Der Mann blieb plötzlich vor einem der kleinen niedrigen Häuschen ganz unten in der Gotersgade stehen.

»Hier wohne ich«, sagte er ... »über den Hof ... in der Dachstube übern Hof, verstanden, da habe ich so mein kleenes Heim! ... Aber zu April ziehen wir runter in die Parterrewohnung in die Vognmagersgade! ... fünfunddreißig, eine Treppe, denn meine Frau is aus 'ne feine Familie ...«

Warberg hatte den Arm des Mannes losgelassen und stand nun draußen auf der Straße und sah ihn über den schmalen Bürgersteig und eine klapprige, enge drei-, vierstufige Steintreppe hinauftappen.

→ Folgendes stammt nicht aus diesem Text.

//! Update worker protocol (spec §4.D.2): refresh one subtarget's
//! profile/package catalog from the toolchain.

use std::collections::BTreeMap;
use std::sync::Arc;

use tracing::{error, info, instrument, warn};

use fwforge_id::SubtargetKey;
use fwforge_toolchain::{parse_info, parse_package_list, MetaCommand, ToolchainDriver};

use crate::db::{OutdatedSubtarget, ProfileRecord, RequestTier};

use super::{VersionOverlay, WorkerPaths};

/// An update worker: refreshes profile and package-catalog state for
/// subtargets handed to it by the updater loop.
pub struct UpdateWorker {
    driver: ToolchainDriver,
    request_tier: Arc<dyn RequestTier>,
    paths: WorkerPaths,
}

impl UpdateWorker {
    #[must_use]
    pub fn new(request_tier: Arc<dyn RequestTier>, paths: WorkerPaths) -> Self {
        Self {
            driver: ToolchainDriver::new(paths.location.clone()),
            request_tier,
            paths,
        }
    }

    /// One-time checkout setup, to run before this worker's first job.
    pub async fn ensure_setup(&self) -> Result<(), fwforge_toolchain::ToolchainError> {
        self.driver.ensure_setup().await
    }

    fn base_params(&self, key: &SubtargetKey, overlay: &VersionOverlay) -> BTreeMap<String, String> {
        let mut params = BTreeMap::new();
        params.insert("distro".to_string(), key.distro.clone());
        params.insert("version".to_string(), key.version.clone());
        params.insert("target".to_string(), key.target.clone());
        params.insert("subtarget".to_string(), key.subtarget.clone());
        if let Some(ib_version) = &overlay.ib_version {
            params.insert("ib_version".to_string(), ib_version.clone());
        }
        if !overlay.repos.is_empty() {
            params.insert("repos".to_string(), overlay.repos.join(" "));
        }
        params
    }

    /// Refresh one subtarget: profiles and default packages via `info`,
    /// platform.sh-based sysupgrade support detection, then the full
    /// package catalog via `package_list`. Logs failures rather than
    /// propagating them, matching the reference updater's loop that
    /// never stops on a single subtarget's failure.
    #[instrument(skip(self, job, overlay), fields(subtarget = %job.subtarget))]
    pub async fn update(&self, job: OutdatedSubtarget, overlay: VersionOverlay) {
        let key = job.subtarget;
        let params = self.base_params(&key, &overlay);

        match self.driver.run(MetaCommand::Info, &params).await {
            Ok(output) if output.success => {
                let info = parse_info(&output.stdout);
                let profiles: Vec<ProfileRecord> = info
                    .profiles
                    .into_iter()
                    .map(|p| ProfileRecord {
                        name: p.name,
                        description: p.description,
                        packages: p.packages,
                    })
                    .collect();
                if let Err(e) = self
                    .request_tier
                    .insert_profiles(&key, &info.default_packages, &profiles)
                    .await
                {
                    error!(error = %e, "failed to persist profiles");
                }

                if self.platform_sh_supported(&key) {
                    info!(target = %key.target, "target is supported");
                    if let Err(e) = self.request_tier.insert_supported(&key).await {
                        error!(error = %e, "failed to mark subtarget supported");
                    }
                }
            }
            Ok(_) => warn!("info invocation exited nonzero, skipping profile refresh"),
            Err(e) => error!(error = %e, "failed to invoke info toolchain"),
        }

        match self.driver.run(MetaCommand::PackageList, &params).await {
            Ok(output) if output.success => {
                let packages: Vec<(String, String)> = parse_package_list(&output.stdout)
                    .into_iter()
                    .map(|p| (p.name, p.version))
                    .collect();
                info!(count = packages.len(), "found packages");
                if let Err(e) = self
                    .request_tier
                    .insert_packages_available(&key, &packages)
                    .await
                {
                    error!(error = %e, "failed to persist package catalog");
                }
            }
            Ok(_) => warn!("package_list invocation exited nonzero, skipping catalog refresh"),
            Err(e) => error!(error = %e, "failed to invoke package_list toolchain"),
        }

        if let Err(e) = self.request_tier.update_last_refreshed(&key).await {
            error!(error = %e, "failed to update last-refreshed timestamp");
        }
    }

    /// A subtarget's target supports `sysupgrade` when its imagebuilder
    /// checkout carries `target/linux/<target>/base-files/lib/upgrade/platform.sh`.
    fn platform_sh_supported(&self, key: &SubtargetKey) -> bool {
        self.paths
            .location
            .join("imagebuilder")
            .join(&key.distro)
            .join(&key.version)
            .join(&key.target)
            .join(&key.subtarget)
            .join("target/linux")
            .join(&key.target)
            .join("base-files/lib/upgrade/platform.sh")
            .exists()
    }
}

Die Tür war geschlossen, aber der Betrunkene bastelte am Schloß, bekam es endlich auf und betrat den Hausflur. Und ein gewaltiger Windstoß knallte die Tür hinter ihm zu.

»Er wollte also nicht nach Nörrebro hinaus«, dachte Gunnar. Und das war zunächst der einzige Gedanke, den diese Begegnung in ihm erzeugte.

Darauf wandte er sich um, oder richtiger wurde vom Wind umgeblasen und ging wieder Kongens Nytorv zu.

Und der Wind stieß drauflos, daß Gunnar einen ganz krummen Rücken bekam, weil er immer Widerstand zu leisten versuchte. Er schlug den Rockkragen in die Höhe:

»Satan auch, wie es in diesen Reichen und Landen toben kann ... Mouritzen!«

Und plötzlich mußte er wieder an den Mann denken, den er nach Hause gebracht hatte:

Herrgott ... die arme Frau, die ihn in der Verfassung nach Hause kriegt, dachte er. Und sie ist schwanger! Sie sind wohl schon ein paar Jahre verheiratet. Sechsundzwanzig war er. An die sieben, acht Kinder können sie wohl noch leisten. Du lieber Gott, wie sollte das enden! Der Mann fing damit an, eines Sonnabends mal betrunken nach Hause zu kommen. Dagegen wäre nichts zu sagen.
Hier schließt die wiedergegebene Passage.